Lo mismo que había huido de Atlanta una vez ante un ejército invasor, lo mismo huía ahora, relegando al fondo de su mente las ideas desagradables con su acostumbrada inhibición ante las preocupaciones: «No quiero pensar en eso ahora, no podría soportarlo, ya lo pensaré mañana en Tara; mañana será otro día». Le parecía que, si podía volver a la tranquilidad de los verdes campos de algodón, todas sus preocupaciones desaparecerían y hallaría medio de hacer con sus destrozados pensamientos algo que no le impidiese vivir.

Rhett se quedó contemplando el tren hasta que se perdió de vista, y en su rostro había una expresión de amargura que no resultaba nada agradable. Suspiró, despidió el coche y, montando en su caballo, cabalgó calle abajo hacia casa de Melanie.

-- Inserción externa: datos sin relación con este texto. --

use crate::coding::{Reader, Writer};
use crate::Error;

/// A bidirectional control stream: a [`Reader`] paired with a [`Writer`] over the same
/// [`web_transport_trait::Session`]'s send/recv halves.
pub(crate) struct Stream<S: web_transport_trait::Session> {
	pub reader: Reader<S::RecvStream>,
	pub writer: Writer<S::SendStream>,
}

impl<S: web_transport_trait::Session> Stream<S> {
	/// Open a new bidirectional stream to the peer.
	pub async fn open(session: &S) -> Result<Self, Error> {
		let (send, recv) = session.open_bi().await.map_err(Error::from_transport)?;
		Ok(Self {
			reader: Reader::new(recv),
			writer: Writer::new(send),
		})
	}

	/// Accept the next bidirectional stream opened by the peer.
	pub async fn accept(session: &S) -> Result<Self, Error> {
		let (send, recv) = session.accept_bi().await.map_err(Error::from_transport)?;
		Ok(Self {
			reader: Reader::new(recv),
			writer: Writer::new(send),
		})
	}
}
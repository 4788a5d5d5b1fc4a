//! The announce bus: a registry of broadcasts published under string paths, and a way to learn
//! about paths coming and going over time.
//!
//! [`OriginProducer`] is the write side: either the local application publishing its own
//! broadcasts, or the session layer mirroring a peer's `ANNOUNCE` messages into a local
//! registry. [`OriginConsumer`] is the read side, used both by applications discovering
//! broadcasts and by the session layer when it needs to announce our broadcasts outward.
//!
//! The bus is backed by a single [`Producer`]/[`Consumer`] snapshot rather than an unbounded
//! event queue: every [`OriginConsumer::announced`] call diffs the latest snapshot against what
//! it has already reported, so intermediate flaps coalesce for free and a withdrawal is never
//! lost even if the consumer is slow to poll, since it remains visible until observed.
use std::collections::{HashMap, HashSet};

use super::{BroadcastConsumer, Consumer, Produce, Producer};
use crate::Error;

#[derive(Default)]
struct State {
	announced: HashMap<String, BroadcastConsumer>,
}

/// A registry of broadcasts, keyed by path.
pub struct Origin;

impl Origin {
	pub fn produce() -> Produce<OriginProducer, OriginConsumer> {
		let producer = OriginProducer::new();
		let consumer = producer.consume();
		Produce::new(producer, consumer)
	}
}

/// Publish broadcasts into the origin, or mirror a peer's announcements into it.
#[derive(Clone)]
pub struct OriginProducer {
	state: Producer<State>,
}

impl OriginProducer {
	pub fn new() -> Self {
		Self { state: Default::default() }
	}

	/// Announce `broadcast` under `path`.
	///
	/// The path is automatically withdrawn once `broadcast` closes, so callers don't need to
	/// call [`OriginProducer::unannounce`] on the happy path.
	pub fn publish_broadcast(&self, path: impl Into<String>, broadcast: BroadcastConsumer) -> Result<(), Error> {
		let path = path.into();

		self.state.modify(|state| {
			state.announced.insert(path.clone(), broadcast.clone());
		})?;

		let state = self.state.clone();
		web_async::spawn(async move {
			let _ = broadcast.closed().await;
			let _ = state.modify(|state| {
				state.announced.remove(&path);
			});
		});

		Ok(())
	}

	/// Explicitly withdraw a path, independent of whether its broadcast has closed.
	pub fn unannounce(&self, path: &str) -> Result<(), Error> {
		self.state.modify(|state| {
			state.announced.remove(path);
		})
	}

	pub fn consume_broadcast(&self, path: &str) -> Option<BroadcastConsumer> {
		self.state.borrow().announced.get(path).cloned()
	}

	pub fn consume(&self) -> OriginConsumer {
		OriginConsumer {
			state: self.state.consume(),
			seen: HashSet::new(),
		}
	}

	pub async fn unused(&self) {
		self.state.unused().await
	}
}

impl Default for OriginProducer {
	fn default() -> Self {
		Self::new()
	}
}

/// Discover broadcasts announced into an [`Origin`].
#[derive(Clone)]
pub struct OriginConsumer {
	state: Consumer<State>,
	seen: HashSet<String>,
}

impl OriginConsumer {
	pub fn consume_broadcast(&self, path: &str) -> Option<BroadcastConsumer> {
		self.state.borrow().announced.get(path).cloned()
	}

	pub fn announced_paths(&self) -> Vec<String> {
		self.state.borrow().announced.keys().cloned().collect()
	}

	/// Wait for the next announce (`true`) or withdrawal (`false`) event, or `None` once the
	/// origin closes and every previously-announced path has been withdrawn.
	pub async fn announced(&mut self) -> Option<(String, bool)> {
		loop {
			if let Some(event) = self.next_diff() {
				return Some(event);
			}

			let seen = self.seen.clone();
			let changed = self
				.state
				.wait_for(|state| Self::differs(&seen, &state.announced))
				.await;

			if changed.is_err() {
				// Closed: drain the paths we'd previously announced as withdrawals.
				if let Some(path) = self.seen.iter().next().cloned() {
					self.seen.remove(&path);
					return Some((path, false));
				}
				return None;
			}
		}
	}

	fn next_diff(&mut self) -> Option<(String, bool)> {
		let snapshot = self.state.borrow();

		for path in snapshot.announced.keys() {
			if !self.seen.contains(path) {
				let path = path.clone();
				drop(snapshot);
				self.seen.insert(path.clone());
				return Some((path, true));
			}
		}

		for path in &self.seen {
			if !snapshot.announced.contains_key(path) {
				let path = path.clone();
				drop(snapshot);
				self.seen.remove(&path);
				return Some((path, false));
			}
		}

		None
	}

	fn differs(seen: &HashSet<String>, announced: &HashMap<String, BroadcastConsumer>) -> bool {
		announced.len() != seen.len() || announced.keys().any(|path| !seen.contains(path))
	}

	pub async fn closed(&self) -> Result<(), Error> {
		self.state.closed().await
	}
}

#[cfg(test)]
mod tests {
	use super::*;
	use crate::model::Broadcast;

	#[tokio::test]
	async fn announce_then_withdraw_on_close() {
		let origin = Origin::produce();
		let mut consumer = origin.consumer.clone();

		let broadcast = Broadcast::produce();
		origin.producer.publish_broadcast("room/alice", broadcast.consumer.clone()).unwrap();

		assert_eq!(consumer.announced().await, Some(("room/alice".to_string(), true)));

		drop(broadcast.producer);
		assert_eq!(consumer.announced().await, Some(("room/alice".to_string(), false)));
	}

	#[tokio::test]
	async fn explicit_unannounce() {
		let origin = Origin::produce();
		let mut consumer = origin.consumer.clone();

		let broadcast = Broadcast::produce();
		origin.producer.publish_broadcast("a", broadcast.consumer).unwrap();
		consumer.announced().await;

		origin.producer.unannounce("a").unwrap();
		assert_eq!(consumer.announced().await, Some(("a".to_string(), false)));
	}

	#[tokio::test]
	async fn consume_broadcast_by_path() {
		let origin = Origin::produce();
		let broadcast = Broadcast::produce();
		origin.producer.publish_broadcast("a", broadcast.consumer).unwrap();

		assert!(origin.consumer.consume_broadcast("a").is_some());
		assert!(origin.consumer.consume_broadcast("b").is_none());
	}
}
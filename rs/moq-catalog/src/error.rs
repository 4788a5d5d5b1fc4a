#[derive(thiserror::Error, Debug)]
pub enum Error {
	#[error("invalid catalog json: {0}")]
	Invalid(#[from] serde_json::Error),

	#[error("catalog does not match a known format")]
	UnknownFormat,

	#[error(transparent)]
	Session(#[from] moq_core::Error),
}

pub type Result<T> = std::result::Result<T, Error>;
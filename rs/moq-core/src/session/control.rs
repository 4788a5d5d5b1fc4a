//! Control-stream wire messages: announce propagation and subscribe setup.
//!
//! Every control message is framed the same way as everything else in [`crate::coding`]: no
//! separate header format, just [`Encode`]/[`Decode`] impls consumed by [`crate::coding::Reader`]
//! and [`crate::coding::Writer`].
use bytes::{Buf, BufMut};

use crate::coding::{decode_varint, encode_varint, Decode, DecodeError, Encode};

/// The first varint on a freshly opened bidirectional control stream, selecting how the rest of
/// the stream is framed.
#[derive(Clone, Copy, Debug, PartialEq, Eq)]
pub(crate) enum ControlType {
	/// Subscribe to announcements; see [`AnnounceEvent`].
	Announce,
	/// Subscribe to a single track; see [`SubscribeRequest`]/[`SubscribeOk`].
	Subscribe,
}

impl Encode for ControlType {
	fn encode<B: BufMut>(&self, buf: &mut B) {
		let v: u64 = match self {
			Self::Announce => 0,
			Self::Subscribe => 1,
		};
		encode_varint(buf, v);
	}
}

impl Decode for ControlType {
	fn decode<B: Buf>(buf: &mut B) -> Result<Self, DecodeError> {
		match decode_varint(buf)? {
			0 => Ok(Self::Announce),
			1 => Ok(Self::Subscribe),
			_ => Err(DecodeError::InvalidValue),
		}
	}
}

/// One `(path, active)` transition, sent on an announce control stream.
///
/// The initial burst sent when the stream opens is just a sequence of these with `active: true`,
/// one per currently-announced path; there is no separate "init" message type.
#[derive(Clone, Debug, PartialEq, Eq)]
pub(crate) struct AnnounceEvent {
	pub path: String,
	pub active: bool,
}

impl Encode for AnnounceEvent {
	fn encode<B: BufMut>(&self, buf: &mut B) {
		self.path.encode(buf);
		self.active.encode(buf);
	}
}

impl Decode for AnnounceEvent {
	fn decode<B: Buf>(buf: &mut B) -> Result<Self, DecodeError> {
		let path = String::decode(buf)?;
		let active = bool::decode(buf)?;
		Ok(Self { path, active })
	}
}

/// Sent by a subscriber to request a track. `id` is chosen by the subscriber and is echoed back
/// on every group opened for this subscription, so the publisher never needs to re-send the
/// broadcast path and track name.
#[derive(Clone, Debug, PartialEq, Eq)]
pub(crate) struct SubscribeRequest {
	pub id: u64,
	pub broadcast: String,
	pub track: String,
	pub priority: u8,
}

impl Encode for SubscribeRequest {
	fn encode<B: BufMut>(&self, buf: &mut B) {
		encode_varint(buf, self.id);
		self.broadcast.encode(buf);
		self.track.encode(buf);
		self.priority.encode(buf);
	}
}

impl Decode for SubscribeRequest {
	fn decode<B: Buf>(buf: &mut B) -> Result<Self, DecodeError> {
		let id = decode_varint(buf)?;
		let broadcast = String::decode(buf)?;
		let track = String::decode(buf)?;
		let priority = u8::decode(buf)?;
		Ok(Self {
			id,
			broadcast,
			track,
			priority,
		})
	}
}

/// Acknowledges a [`SubscribeRequest`]; carries no data of its own today but keeps the control
/// stream a proper request/response so a future field doesn't need a new message type.
#[derive(Clone, Copy, Debug, Default, PartialEq, Eq)]
pub(crate) struct SubscribeOk;

impl Encode for SubscribeOk {
	fn encode<B: BufMut>(&self, _buf: &mut B) {}
}

impl Decode for SubscribeOk {
	fn decode<B: Buf>(_buf: &mut B) -> Result<Self, DecodeError> {
		Ok(Self)
	}
}

/// The header written at the start of every group's unidirectional stream. The frames that
/// follow are each just a length-prefixed [`bytes::Bytes`], reusing the `Encode`/`Decode` impl in
/// [`crate::coding::string`]; end-of-group is the stream's clean half-close.
#[derive(Clone, Copy, Debug, PartialEq, Eq)]
pub(crate) struct GroupHeader {
	pub track_id: u64,
	pub sequence: u64,
}

impl Encode for GroupHeader {
	fn encode<B: BufMut>(&self, buf: &mut B) {
		encode_varint(buf, self.track_id);
		encode_varint(buf, self.sequence);
	}
}

impl Decode for GroupHeader {
	fn decode<B: Buf>(buf: &mut B) -> Result<Self, DecodeError> {
		let track_id = decode_varint(buf)?;
		let sequence = decode_varint(buf)?;
		Ok(Self { track_id, sequence })
	}
}

#[cfg(test)]
mod tests {
	use super::*;
	use bytes::BytesMut;

	#[test]
	fn control_type_roundtrip() {
		for kind in [ControlType::Announce, ControlType::Subscribe] {
			let mut buf = BytesMut::new();
			kind.encode(&mut buf);
			let mut cursor = &buf[..];
			assert_eq!(ControlType::decode(&mut cursor).unwrap(), kind);
		}
	}

	#[test]
	fn subscribe_request_roundtrip() {
		let msg = SubscribeRequest {
			id: 7,
			broadcast: "room/alice".into(),
			track: "video".into(),
			priority: 3,
		};
		let mut buf = BytesMut::new();
		msg.encode(&mut buf);
		let mut cursor = &buf[..];
		assert_eq!(SubscribeRequest::decode(&mut cursor).unwrap(), msg);
	}

	#[test]
	fn group_header_roundtrip() {
		let msg = GroupHeader {
			track_id: 42,
			sequence: u64::MAX,
		};
		let mut buf = BytesMut::new();
		msg.encode(&mut buf);
		let mut cursor = &buf[..];
		assert_eq!(GroupHeader::decode(&mut cursor).unwrap(), msg);
	}
}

Era una mañana calurosa. Melanie estaba sentada bajo la parra del porche zurciendo calcetines, de los que tenía una gran cesta Üena. Experimentó viva confusión cuando vio a Rhett bajarse del caballo y echar las riendas al negrito de hierro que había a la entrada. No le había visto a solas desde aquel espantoso día, cuando Scarlett estaba tan enferma y él estaba... bueno, sí, tan borracho. Melanie odiaba hasta el pensar en esa palabra. Sólo le había hablado alguna vez durante la convalecencia de Scarlett, y en tales casos hizo lo posible por no encontrar su mirada. Él, desde luego, en estas ocasiones había estado lo mismo que siempre, y nunca, ni con miradas ni con palabras, había dado a entender que entre ellos se hubiera desarrollado semejante escena. Ashley le había dicho una vez que era muy frecuente en los hombres el no recordar las cosas que habían hecho hallándose en estado de embriaguez, y Melanie deseaba de todo corazón que la memoria del capitán Butler le hubiera fallado en esta ocasión. Notaba que preferiría morir a enterarse de que recordaba sus expansiones. Se sintió llena de timidez y azoramiento, y oleadas de rubor cubrieron sus mejillas al verle acercarse por el camino. Pero tal vez no fuese más que a preguntar si Beau podría ir a pasar el día con Bonnie. Seguramente no tendría el poco tacto de ir a darle las gracias por lo que había hecho por él aquel día.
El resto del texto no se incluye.